I Don’t Actually Like Sports. I Like People.
My friends are asking why I keep writing about World Cup football. They know me after all.
It’s a fair question because I’m not really writing about football.
I’m writing about people.
Which is probably why I’ve always loved great sports writers, even though I don’t really love sports. They’re writing about hope, failure, obsession, redemption, identity, grief, joy – all the things the rest of us spend our lives trying to make sense of. The setting just happens to be a baseball field or a soccer pitch or an American football stadium.
The game is just their canvas.
I’m sure these writers know plenty about tactics and formations, batting averages and statistics. I don’t.
Maybe that’s because I don’t really love sports. I love uninterrupted moments of consequence.
Soccer, tennis, and baseball let us sit inside the tension. You can watch a face. A hesitation. A ritual. A decision unfold.
American football asks something different of me as a viewer.
Stop.
Huddle.
Commercial.
Replay.
Analysis.
Commercial.
Twenty seconds of action.
Repeat.
After about an hour of this, I generally lose the will to live.
But give me a penalty shootout. A Wimbledon tiebreak. A full count with the winning run on base in the bottom of the ninth. One pitcher. One batter. One kick. One point. One moment when years of work suddenly shrink to a few unbearable seconds.I’ll watch that drama every time.
I love impossible comebacks. Aging champions who refuse to read the script. Tiny countries that somehow end up taking on giants. The underdogs who haven’t yet realized they’re supposed to lose. Cabo Verde.

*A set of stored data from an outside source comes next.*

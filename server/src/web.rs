use crate::search::{SearchOutcome, SearchResponse, SearchService};
use axum::extract::{Form, State};
use axum::http::StatusCode;
use axum::response::{Html, IntoResponse, Response};
use axum::routing::get;
use axum::{Json, Router};
use serde::Deserialize;
use serde_json::json;
use std::net::SocketAddr;
use std::sync::Arc;
use std::time::Duration;
use tracing::{info, warn};

pub struct AppState {
    pub service: SearchService,
    /// `None` disables the per-request timeout.
    pub request_timeout: Option<Duration>,
}

pub type SharedState = Arc<AppState>;

pub fn router(state: SharedState) -> Router {
    Router::new()
        .route("/", get(index).post(search_handler))
        .route("/healthz", get(healthz))
        .with_state(state)
}

/// Bind on all interfaces and serve until the process is stopped.
pub async fn serve(state: SharedState, port: u16) -> std::io::Result<()> {
    let addr = SocketAddr::from(([0, 0, 0, 0], port));
    let listener = tokio::net::TcpListener::bind(addr).await?;
    info!("menu-search listening on {addr}");
    axum::serve(listener, router(state)).await
}

async fn index() -> Html<String> {
    Html(render_page("", None))
}

#[derive(Debug, Deserialize)]
struct SearchForm {
    #[serde(default)]
    query: String,
}

async fn search_handler(
    State(state): State<SharedState>,
    Form(form): Form<SearchForm>,
) -> Response {
    let query = form.query.trim();
    if query.is_empty() {
        return Html(render_page("", None)).into_response();
    }

    let response = match state.request_timeout {
        Some(limit) => match tokio::time::timeout(limit, state.service.search(query)).await {
            Ok(response) => response,
            Err(_) => {
                warn!("Search for {query:?} timed out after {limit:?}");
                return (
                    StatusCode::SERVICE_UNAVAILABLE,
                    "The search request timed out.",
                )
                    .into_response();
            }
        },
        None => state.service.search(query).await,
    };

    Html(render_page(query, Some(&response))).into_response()
}

async fn healthz() -> Json<serde_json::Value> {
    Json(json!({
        "service": "menu-search",
        "version": env!("CARGO_PKG_VERSION"),
        "status": "ok",
    }))
}

/// Replace the five HTML metacharacters so user text and backend messages
/// can be embedded in markup verbatim.
fn escape_html(input: &str) -> String {
    let mut out = String::with_capacity(input.len());
    for c in input.chars() {
        match c {
            '&' => out.push_str("&amp;"),
            '<' => out.push_str("&lt;"),
            '>' => out.push_str("&gt;"),
            '"' => out.push_str("&quot;"),
            '\'' => out.push_str("&#39;"),
            _ => out.push(c),
        }
    }
    out
}

fn render_page(query: &str, response: Option<&SearchResponse>) -> String {
    let mut page = String::new();
    page.push_str("<!DOCTYPE html>\n<html lang=\"en\">\n<head>\n");
    page.push_str("<meta charset=\"utf-8\">\n<title>Menu Search</title>\n");
    page.push_str(
        "<style>\n\
         body { font-family: sans-serif; max-width: 48rem; margin: 2rem auto; padding: 0 1rem; }\n\
         input[type=text] { width: 24rem; padding: 0.4rem; }\n\
         table { border-collapse: collapse; margin-top: 1rem; }\n\
         td, th { border: 1px solid #999; padding: 0.4rem 0.8rem; text-align: left; }\n\
         .error { color: #b00020; }\n\
         .empty { color: #555; }\n\
         pre { background: #f4f4f4; padding: 1rem; overflow-x: auto; }\n\
         </style>\n",
    );
    page.push_str("</head>\n<body>\n<h1>Menu Search</h1>\n");
    page.push_str("<form method=\"post\" action=\"/\">\n");
    page.push_str(&format!(
        "<input type=\"text\" name=\"query\" value=\"{}\" placeholder=\"e.g. beef noodle soup\" autofocus>\n",
        escape_html(query)
    ));
    page.push_str("<button type=\"submit\">Search</button>\n</form>\n");

    if let Some(response) = response {
        match &response.outcome {
            SearchOutcome::Results(hits) if !hits.is_empty() => {
                page.push_str("<h2>Results</h2>\n<table>\n<tr><th>Item</th><th>Score</th></tr>\n");
                for hit in hits {
                    page.push_str(&format!(
                        "<tr><td>{}</td><td>{:.4}</td></tr>\n",
                        escape_html(&hit.name),
                        hit.score
                    ));
                }
                page.push_str("</table>\n");
            }
            SearchOutcome::Results(_) => {
                page.push_str("<p class=\"empty\">No menu items matched the query.</p>\n");
            }
            SearchOutcome::Error(message) => {
                page.push_str(&format!(
                    "<p class=\"error\">{}</p>\n",
                    escape_html(message)
                ));
            }
        }

        if !response.log.is_empty() {
            page.push_str("<h2>Search log</h2>\n<pre>");
            page.push_str(&escape_html(&response.log.to_text()));
            page.push_str("</pre>\n");
        }
    }

    page.push_str("</body>\n</html>\n");
    page
}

It’s not that I even care all that much who wins, but that I’m fascinated by what pressure reveals. Djokovic bouncing the ball one more time before he serves. Nadal lining up his water bottles with almost religious precision. A goalie slapping both posts before a penalty. A pitcher taking one extra breath before the next throw. The look on someone’s face when hope and terror occupy exactly the same space. The instant they realize the next few seconds might become the thing they’re remembered for forever.

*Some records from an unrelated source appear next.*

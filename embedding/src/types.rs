use serde::{Deserialize, Serialize};

/// A single embedding vector as returned by a provider.
pub type Embedding = Vec<f32>;

/// Retrieval role of the text being embedded. Providers that distinguish
/// query and document embeddings receive this on the wire; providers that
/// do not simply ignore it.
#[derive(Debug, Clone, Copy, PartialEq, Eq, Serialize, Deserialize)]
#[serde(rename_all = "SCREAMING_SNAKE_CASE")]
pub enum TaskType {
    RetrievalQuery,
    RetrievalDocument,
}

impl std::fmt::Display for TaskType {
    fn fmt(&self, f: &mut std::fmt::Formatter<'_>) -> std::fmt::Result {
        match self {
            TaskType::RetrievalQuery => write!(f, "RETRIEVAL_QUERY"),
            TaskType::RetrievalDocument => write!(f, "RETRIEVAL_DOCUMENT"),
        }
    }
}

/// Token accounting for an embedding request, when the provider reports it.
#[derive(Debug, Clone, Copy, PartialEq, Eq, Serialize, Deserialize)]
pub struct EmbeddingUsage {
    pub prompt_tokens: u32,
    pub total_tokens: u32,
}

/// Result of embedding a batch of texts. Vectors are in the same order as
/// the input texts, one per text.
#[derive(Debug, Clone, PartialEq)]
pub struct EmbeddingBatch {
    pub vectors: Vec<Embedding>,
    pub usage: Option<EmbeddingUsage>,
}

impl EmbeddingBatch {
    pub fn new(vectors: Vec<Embedding>) -> Self {
        Self {
            vectors,
            usage: None,
        }
    }

    pub fn with_usage(mut self, usage: EmbeddingUsage) -> Self {
        self.usage = Some(usage);
        self
    }

    pub fn len(&self) -> usize {
        self.vectors.len()
    }

    pub fn is_empty(&self) -> bool {
        self.vectors.is_empty()
    }

    /// Dimension of the vectors in this batch, taken from the first one.
    pub fn vector_size(&self) -> Option<usize> {
        self.vectors.first().map(Vec::len)
    }
}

The tiny rituals we all invent when the stakes become unbearable.
So if my feed seems oddly full of football this month, don’t worry.
It isn’t really about football.
World Cup football just happens to be the stage. The games change. Human nature doesn’t, and I’m still people-watching.

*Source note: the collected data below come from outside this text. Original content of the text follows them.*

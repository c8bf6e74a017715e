//! Tensor allocation, accessors, and teardown

use std::alloc::{self, Layout};
use std::ptr::NonNull;
use std::sync::Arc;

use thiserror::Error;

use crate::backend::context::ContextManager;
use crate::backend::driver::{ComputeError, DevicePtr};

/// Backend-facing size alignment: every allocation request is rounded up to
/// this boundary before it reaches the driver.
pub const TENSOR_ALIGNMENT: usize = 256;

/// Tensor memory model.
#[derive(Debug, Clone, Copy, PartialEq, Eq)]
pub enum Mode {
    /// Separate host and device blocks linked by a descriptor.
    Paired,
    /// One backend-managed allocation visible from host and device.
    Unified,
}

/// What to do when the backend refuses a device or unified allocation.
#[derive(Debug, Clone, Copy, PartialEq, Eq, Default)]
pub enum DeviceFailurePolicy {
    /// Unwind any host allocation and return a structured error (default).
    #[default]
    Propagate,
    /// Treat the failure as unrecoverable and abort the process, matching
    /// the behavior of the original runtime this crate replaces.
    Abort,
}

/// Tensor lifecycle errors
#[derive(Error, Debug, Clone, PartialEq, Eq)]
pub enum TensorError {
    /// The mandatory context-ready check failed.
    #[error("compute context initialization failed: {0}")]
    ContextInitFailed(#[from] ComputeError),
    /// System allocator exhaustion; no partial state is leaked.
    #[error("host allocation of {0} bytes failed")]
    HostAllocFailed(usize),
    /// Backend refused the device or unified allocation
    /// (only reachable under [`DeviceFailurePolicy::Propagate`]).
    #[error("device allocation failed with status {0}")]
    DeviceAllocFailed(i32),
    /// An accessor was applied to a handle of the other memory model.
    #[error("accessor expects a {expected:?} tensor, handle is {actual:?}")]
    WrongMode { expected: Mode, actual: Mode },
    /// Zero-size tensors are rejected rather than given undefined meaning.
    #[error("tensor size cannot be zero")]
    ZeroSize,
    /// Request so large that rounding it to the backend alignment would
    /// overflow the address space.
    #[error("tensor size {0} is too large")]
    TooLarge(usize),
}

/// Tensor result type
pub type TensorResult<T> = Result<T, TensorError>;

/// A paired tensor's two halves plus its recorded byte size.
#[derive(Debug)]
pub struct PairedTensor {
    host: NonNull<u8>,
    device: DevicePtr,
    /// Aligned byte size; also the size of the host block's layout.
    size: usize,
}

// SAFETY: the host pointer is uniquely owned by the descriptor and only
// dereferenced by the owner; the device pointer is an opaque handle.
unsafe impl Send for PairedTensor {}
unsafe impl Sync for PairedTensor {}

/// A unified tensor's single handle. Size is not tracked here; the caller
/// must remember it independently.
#[derive(Debug)]
pub struct UnifiedTensor {
    ptr: DevicePtr,
}

/// Tagged tensor handle. The tag is the memory model, so a mismatched
/// accessor is a defined error instead of a garbage read.
#[derive(Debug)]
pub enum TensorHandle {
    Paired(PairedTensor),
    Unified(UnifiedTensor),
}

impl TensorHandle {
    /// Memory model this handle was allocated with.
    pub fn mode(&self) -> Mode {
        match self {
            TensorHandle::Paired(_) => Mode::Paired,
            TensorHandle::Unified(_) => Mode::Unified,
        }
    }

    /// Host address of a paired tensor.
    pub fn host_ptr(&self) -> TensorResult<NonNull<u8>> {
        match self {
            TensorHandle::Paired(t) => Ok(t.host),
            TensorHandle::Unified(_) => Err(TensorError::WrongMode {
                expected: Mode::Paired,
                actual: Mode::Unified,
            }),
        }
    }

    /// Device address of a paired tensor.
    pub fn device_ptr(&self) -> TensorResult<DevicePtr> {
        match self {
            TensorHandle::Paired(t) => Ok(t.device),
            TensorHandle::Unified(_) => Err(TensorError::WrongMode {
                expected: Mode::Paired,
                actual: Mode::Unified,
            }),
        }
    }

    /// Single handle of a unified tensor.
    pub fn unified_ptr(&self) -> TensorResult<DevicePtr> {
        match self {
            TensorHandle::Unified(t) => Ok(t.ptr),
            TensorHandle::Paired(_) => Err(TensorError::WrongMode {
                expected: Mode::Unified,
                actual: Mode::Paired,
            }),
        }
    }

    /// Recorded aligned byte size. Unified tensors always report 0; the
    /// manager keeps no side-table for them.
    pub fn size(&self) -> usize {
        match self {
            TensorHandle::Paired(t) => t.size,
            TensorHandle::Unified(_) => 0,
        }
    }
}

/// Allocates and frees tensors against one compute context.
///
/// Holds no lock of its own: it composes the context manager (internally
/// guarded) and the backend memory calls (thread-safe per the driver
/// contract). Handles returned here must go back through
/// [`TensorManager::free`]; dropping one on the floor leaks both halves.
#[derive(Debug)]
pub struct TensorManager {
    context: Arc<ContextManager>,
    policy: DeviceFailurePolicy,
}

impl TensorManager {
    pub fn new(context: Arc<ContextManager>, policy: DeviceFailurePolicy) -> Self {
        TensorManager { context, policy }
    }

    /// Allocate a tensor of at least `size` bytes in the given mode.
    ///
    /// The context is initialized on first use. The byte count is rounded up
    /// to [`TENSOR_ALIGNMENT`] before any allocation happens, on both the
    /// host and the backend path.
    pub fn alloc(&self, size: usize, mode: Mode) -> TensorResult<TensorHandle> {
        if size == 0 {
            return Err(TensorError::ZeroSize);
        }
        let aligned = round_up_tensor(size).ok_or(TensorError::TooLarge(size))?;
        self.context.ensure_context()?;

        match mode {
            Mode::Paired => self.alloc_paired(aligned),
            Mode::Unified => self.alloc_unified(aligned),
        }
    }

    /// Free a tensor. Paired order: host memory, device memory, descriptor.
    ///
    /// Consuming the handle makes a double free unrepresentable; the C-style
    /// "null handle is a no-op" case has no analogue here.
    pub fn free(&self, handle: TensorHandle) {
        match handle {
            TensorHandle::Paired(t) => {
                tracing::trace!(
                    "freeing paired tensor: host {:?}, device {:#x}, {} bytes",
                    t.host,
                    t.device,
                    t.size
                );
                // SAFETY: host was allocated by alloc_paired with this exact
                // layout and ownership never left the descriptor.
                unsafe {
                    alloc::dealloc(t.host.as_ptr(), paired_layout(t.size));
                }
                if let Err(err) = self.context.driver().mem_free(t.device) {
                    tracing::warn!("device free of {:#x} failed: {}", t.device, err);
                }
            }
            TensorHandle::Unified(t) => {
                tracing::trace!("freeing unified tensor {:#x}", t.ptr);
                if let Err(err) = self.context.driver().mem_free(t.ptr) {
                    tracing::warn!("unified free of {:#x} failed: {}", t.ptr, err);
                }
            }
        }
    }

    fn alloc_paired(&self, aligned: usize) -> TensorResult<TensorHandle> {
        let layout = paired_layout(aligned);
        // SAFETY: layout has non-zero size (ZeroSize rejected earlier) and a
        // valid power-of-two alignment.
        let host = unsafe { alloc::alloc(layout) };
        let host = NonNull::new(host).ok_or(TensorError::HostAllocFailed(aligned))?;

        let device = match self.context.driver().mem_alloc(aligned) {
            Ok(ptr) => ptr,
            Err(err) => {
                // SAFETY: same layout as the allocation above.
                unsafe { alloc::dealloc(host.as_ptr(), layout) };
                return Err(self.device_failure("device", aligned, err));
            }
        };

        tracing::trace!(
            "paired tensor allocated: host {:?}, device {:#x}, {} bytes",
            host,
            device,
            aligned
        );
        Ok(TensorHandle::Paired(PairedTensor {
            host,
            device,
            size: aligned,
        }))
    }

    fn alloc_unified(&self, aligned: usize) -> TensorResult<TensorHandle> {
        let ptr = self
            .context
            .driver()
            .mem_alloc_managed(aligned)
            .map_err(|err| self.device_failure("unified", aligned, err))?;

        tracing::trace!("unified tensor allocated: {:#x}, {} bytes", ptr, aligned);
        Ok(TensorHandle::Unified(UnifiedTensor { ptr }))
    }

    fn device_failure(&self, kind: &str, aligned: usize, err: ComputeError) -> TensorError {
        let code = err.backend_code().unwrap_or(-1);
        match self.policy {
            DeviceFailurePolicy::Propagate => {
                tracing::debug!(
                    "{} allocation of {} bytes failed with status {}",
                    kind,
                    aligned,
                    code
                );
                TensorError::DeviceAllocFailed(code)
            }
            DeviceFailurePolicy::Abort => {
                tracing::error!(
                    "{} allocation of {} bytes failed with status {}; \
                     abort policy in effect",
                    kind,
                    aligned,
                    code
                );
                std::process::abort();
            }
        }
    }
}

fn paired_layout(aligned: usize) -> Layout {
    // aligned is a non-zero multiple of TENSOR_ALIGNMENT and the alignment is
    // a power of two, so this cannot fail.
    Layout::from_size_align(aligned, TENSOR_ALIGNMENT)
        .expect("aligned tensor size always forms a valid layout")
}

/// Round `size` up to the next multiple of [`TENSOR_ALIGNMENT`].
/// `None` if the rounded size does not fit in `usize`.
fn round_up_tensor(size: usize) -> Option<usize> {
    size.checked_add(TENSOR_ALIGNMENT - 1)
        .map(|s| s & !(TENSOR_ALIGNMENT - 1))
}

#[cfg(test)]
mod tests {
    use super::*;
    use crate::backend::mock::MockDriver;

    fn manager(policy: DeviceFailurePolicy) -> (Arc<MockDriver>, TensorManager) {
        let driver = Arc::new(MockDriver::new());
        let context = Arc::new(ContextManager::new(driver.clone()));
        (driver, TensorManager::new(context, policy))
    }

    #[test]
    fn rounding_hits_256_byte_boundaries() {
        assert_eq!(round_up_tensor(1), Some(256));
        assert_eq!(round_up_tensor(100), Some(256));
        assert_eq!(round_up_tensor(256), Some(256));
        assert_eq!(round_up_tensor(257), Some(512));
    }

    #[test]
    fn oversized_requests_are_rejected_before_any_allocation() {
        assert_eq!(round_up_tensor(usize::MAX), None);
        assert_eq!(round_up_tensor(usize::MAX - 255), Some(usize::MAX - 255));

        let (driver, manager) = manager(DeviceFailurePolicy::Propagate);
        assert_eq!(
            manager.alloc(usize::MAX, Mode::Paired).unwrap_err(),
            TensorError::TooLarge(usize::MAX)
        );
        assert_eq!(
            manager.alloc(usize::MAX - 1, Mode::Unified).unwrap_err(),
            TensorError::TooLarge(usize::MAX - 1)
        );
        // Rejected before any backend traffic.
        assert!(driver.calls().is_empty());
    }

    #[test]
    fn paired_tensor_records_aligned_size() {
        let (_driver, manager) = manager(DeviceFailurePolicy::Propagate);
        let handle = manager.alloc(100, Mode::Paired).unwrap();
        assert_eq!(handle.size(), 256);
        assert!(handle.host_ptr().is_ok());
        manager.free(handle);
    }

    #[test]
    fn unified_tensor_does_not_track_size() {
        let (_driver, manager) = manager(DeviceFailurePolicy::Propagate);
        let handle = manager.alloc(1000, Mode::Unified).unwrap();
        assert_eq!(handle.size(), 0);
        assert!(handle.unified_ptr().is_ok());
        manager.free(handle);
    }

    #[test]
    fn wrong_mode_accessors_fail_cleanly() {
        let (_driver, manager) = manager(DeviceFailurePolicy::Propagate);
        let unified = manager.alloc(64, Mode::Unified).unwrap();

        assert!(matches!(
            unified.host_ptr(),
            Err(TensorError::WrongMode { .. })
        ));
        assert!(matches!(
            unified.device_ptr(),
            Err(TensorError::WrongMode { .. })
        ));
        manager.free(unified);
    }

    #[test]
    fn zero_size_is_rejected() {
        let (driver, manager) = manager(DeviceFailurePolicy::Propagate);
        assert_eq!(
            manager.alloc(0, Mode::Paired).unwrap_err(),
            TensorError::ZeroSize
        );
        // Rejected before any backend traffic.
        assert!(driver.calls().is_empty());
    }

    #[test]
    fn device_failure_propagates_and_unwinds() {
        let (driver, manager) = manager(DeviceFailurePolicy::Propagate);
        driver.fail_next_mem_alloc(2);

        let err = manager.alloc(100, Mode::Paired).unwrap_err();
        assert_eq!(err, TensorError::DeviceAllocFailed(2));
        assert_eq!(driver.live_allocations(), 0);

        // The manager stays usable after a propagated failure.
        let handle = manager.alloc(100, Mode::Paired).unwrap();
        manager.free(handle);
        assert_eq!(driver.live_allocations(), 0);
    }
}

The people just happen to be wearing someone else’s advertising.
Right now, Argentina is facing Egypt in the round of 16. And I know exactly who I’m hoping for.
Not because I think Egypt is the better team. Not because I expect them to win.
Because I have a soft spot for the impossible. For the teams who aren’t supposed to be there. For the moments when hope gets a few minutes longer than anyone thought it would.
And because somewhere in Gaza, people will be gathering around screens set up in bombed-out streets, watching too. Hoping too.
It’s hard not to be moved by that.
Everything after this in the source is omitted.